◆ Problem statement ◆
The line containing "let log_config = LogConfig::builder()" marks the end; copy exactly all lines from the start of the material up to and including it.

◆ Listed entries ◆
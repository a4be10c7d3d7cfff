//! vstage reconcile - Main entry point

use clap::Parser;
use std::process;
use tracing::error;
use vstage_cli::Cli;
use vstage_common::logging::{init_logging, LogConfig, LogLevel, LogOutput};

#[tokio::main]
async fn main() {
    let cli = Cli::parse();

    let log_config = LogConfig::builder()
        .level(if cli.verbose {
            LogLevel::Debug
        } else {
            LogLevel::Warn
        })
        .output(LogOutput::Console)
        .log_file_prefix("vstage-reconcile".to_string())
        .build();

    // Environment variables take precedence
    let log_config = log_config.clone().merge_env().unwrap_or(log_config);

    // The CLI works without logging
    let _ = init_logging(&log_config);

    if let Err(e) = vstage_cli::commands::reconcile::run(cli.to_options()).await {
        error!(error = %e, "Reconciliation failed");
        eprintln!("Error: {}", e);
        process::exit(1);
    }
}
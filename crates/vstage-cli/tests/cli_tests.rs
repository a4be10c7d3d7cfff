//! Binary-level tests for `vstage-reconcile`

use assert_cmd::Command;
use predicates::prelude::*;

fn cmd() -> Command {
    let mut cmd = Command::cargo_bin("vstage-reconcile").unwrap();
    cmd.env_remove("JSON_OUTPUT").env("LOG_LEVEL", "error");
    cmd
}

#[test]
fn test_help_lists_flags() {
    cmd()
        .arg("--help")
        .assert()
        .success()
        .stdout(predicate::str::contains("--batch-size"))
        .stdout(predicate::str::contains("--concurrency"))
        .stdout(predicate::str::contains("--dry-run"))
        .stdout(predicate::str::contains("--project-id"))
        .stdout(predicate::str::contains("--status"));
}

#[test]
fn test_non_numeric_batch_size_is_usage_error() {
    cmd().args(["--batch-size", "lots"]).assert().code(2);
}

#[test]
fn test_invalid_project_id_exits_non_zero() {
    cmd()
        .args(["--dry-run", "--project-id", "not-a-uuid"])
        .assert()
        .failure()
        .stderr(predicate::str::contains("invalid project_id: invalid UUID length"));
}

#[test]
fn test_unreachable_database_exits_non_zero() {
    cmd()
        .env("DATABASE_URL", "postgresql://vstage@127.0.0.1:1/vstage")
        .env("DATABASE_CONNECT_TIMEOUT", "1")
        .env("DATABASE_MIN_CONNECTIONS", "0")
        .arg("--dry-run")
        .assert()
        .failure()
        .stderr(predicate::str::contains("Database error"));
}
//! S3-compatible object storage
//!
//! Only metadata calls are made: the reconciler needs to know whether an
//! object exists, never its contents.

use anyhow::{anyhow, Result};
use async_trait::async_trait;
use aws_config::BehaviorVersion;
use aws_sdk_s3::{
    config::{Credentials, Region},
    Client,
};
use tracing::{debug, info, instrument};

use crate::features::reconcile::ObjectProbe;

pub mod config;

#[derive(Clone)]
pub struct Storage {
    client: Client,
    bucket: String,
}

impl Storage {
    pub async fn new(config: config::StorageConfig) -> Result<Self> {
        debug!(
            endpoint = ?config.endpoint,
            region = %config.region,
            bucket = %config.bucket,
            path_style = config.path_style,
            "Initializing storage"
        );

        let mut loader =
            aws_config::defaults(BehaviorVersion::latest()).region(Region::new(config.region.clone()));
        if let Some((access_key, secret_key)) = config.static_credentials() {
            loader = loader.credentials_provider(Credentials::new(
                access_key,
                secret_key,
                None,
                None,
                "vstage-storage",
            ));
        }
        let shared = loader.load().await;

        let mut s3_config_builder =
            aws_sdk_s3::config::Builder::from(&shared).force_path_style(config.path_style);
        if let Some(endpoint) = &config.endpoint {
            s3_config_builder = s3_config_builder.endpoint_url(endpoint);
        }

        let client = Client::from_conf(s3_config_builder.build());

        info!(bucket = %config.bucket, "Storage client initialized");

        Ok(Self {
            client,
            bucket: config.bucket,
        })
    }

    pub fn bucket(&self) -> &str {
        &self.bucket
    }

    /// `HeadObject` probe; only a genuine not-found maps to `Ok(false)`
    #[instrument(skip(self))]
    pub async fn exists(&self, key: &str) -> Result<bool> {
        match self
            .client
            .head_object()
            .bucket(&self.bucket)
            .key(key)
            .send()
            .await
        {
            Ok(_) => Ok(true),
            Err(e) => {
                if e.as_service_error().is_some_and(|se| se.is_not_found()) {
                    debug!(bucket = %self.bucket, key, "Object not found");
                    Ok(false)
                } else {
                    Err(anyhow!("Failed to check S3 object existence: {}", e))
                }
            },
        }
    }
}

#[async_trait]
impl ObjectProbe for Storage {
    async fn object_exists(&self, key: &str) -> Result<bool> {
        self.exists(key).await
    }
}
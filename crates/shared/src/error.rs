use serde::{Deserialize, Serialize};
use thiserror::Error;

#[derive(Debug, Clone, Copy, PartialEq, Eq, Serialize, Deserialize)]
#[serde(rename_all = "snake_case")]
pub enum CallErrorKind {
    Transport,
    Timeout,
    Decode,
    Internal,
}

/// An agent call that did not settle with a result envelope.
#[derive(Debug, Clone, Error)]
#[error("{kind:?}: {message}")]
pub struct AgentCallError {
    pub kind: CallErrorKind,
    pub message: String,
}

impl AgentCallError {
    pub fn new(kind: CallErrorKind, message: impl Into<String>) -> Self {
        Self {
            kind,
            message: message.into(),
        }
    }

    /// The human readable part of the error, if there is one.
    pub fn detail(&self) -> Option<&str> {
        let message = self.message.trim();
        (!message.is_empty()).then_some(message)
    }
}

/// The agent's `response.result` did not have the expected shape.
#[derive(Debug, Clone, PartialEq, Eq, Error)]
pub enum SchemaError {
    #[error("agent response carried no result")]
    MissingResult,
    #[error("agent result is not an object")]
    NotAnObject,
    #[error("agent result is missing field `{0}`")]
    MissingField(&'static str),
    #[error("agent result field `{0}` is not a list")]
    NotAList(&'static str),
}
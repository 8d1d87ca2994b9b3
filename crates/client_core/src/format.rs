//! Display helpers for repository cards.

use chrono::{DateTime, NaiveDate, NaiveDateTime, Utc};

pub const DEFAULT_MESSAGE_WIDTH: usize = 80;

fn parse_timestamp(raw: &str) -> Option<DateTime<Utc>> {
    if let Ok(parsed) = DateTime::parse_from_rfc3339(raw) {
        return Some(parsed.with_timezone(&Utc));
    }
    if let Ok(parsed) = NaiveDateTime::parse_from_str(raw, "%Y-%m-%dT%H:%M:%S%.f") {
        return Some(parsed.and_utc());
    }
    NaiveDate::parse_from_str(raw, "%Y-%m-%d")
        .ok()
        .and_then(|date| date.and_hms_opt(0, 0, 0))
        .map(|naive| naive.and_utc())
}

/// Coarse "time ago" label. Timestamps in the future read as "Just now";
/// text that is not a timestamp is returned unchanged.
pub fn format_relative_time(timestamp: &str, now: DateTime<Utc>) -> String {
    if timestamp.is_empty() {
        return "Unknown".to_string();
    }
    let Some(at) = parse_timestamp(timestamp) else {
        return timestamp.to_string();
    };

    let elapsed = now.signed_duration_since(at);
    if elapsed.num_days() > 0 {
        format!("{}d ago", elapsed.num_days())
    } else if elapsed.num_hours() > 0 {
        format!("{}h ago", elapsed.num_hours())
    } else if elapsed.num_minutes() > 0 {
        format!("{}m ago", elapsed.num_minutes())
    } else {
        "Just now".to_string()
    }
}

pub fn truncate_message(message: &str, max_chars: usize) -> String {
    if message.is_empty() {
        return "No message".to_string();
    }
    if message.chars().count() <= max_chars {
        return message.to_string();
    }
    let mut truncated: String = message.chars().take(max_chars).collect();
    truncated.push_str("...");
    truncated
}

◆ Task result ◆
repository a4be10c7d3d7cfff
//! vstage reconcile - Main entry point

use clap::Parser;
use std::process;
use tracing::error;
use vstage_cli::Cli;
use vstage_common::logging::{init_logging, LogConfig, LogLevel, LogOutput};

#[tokio::main]
async fn main() {
    let cli = Cli::parse();

    let log_config = LogConfig::builder()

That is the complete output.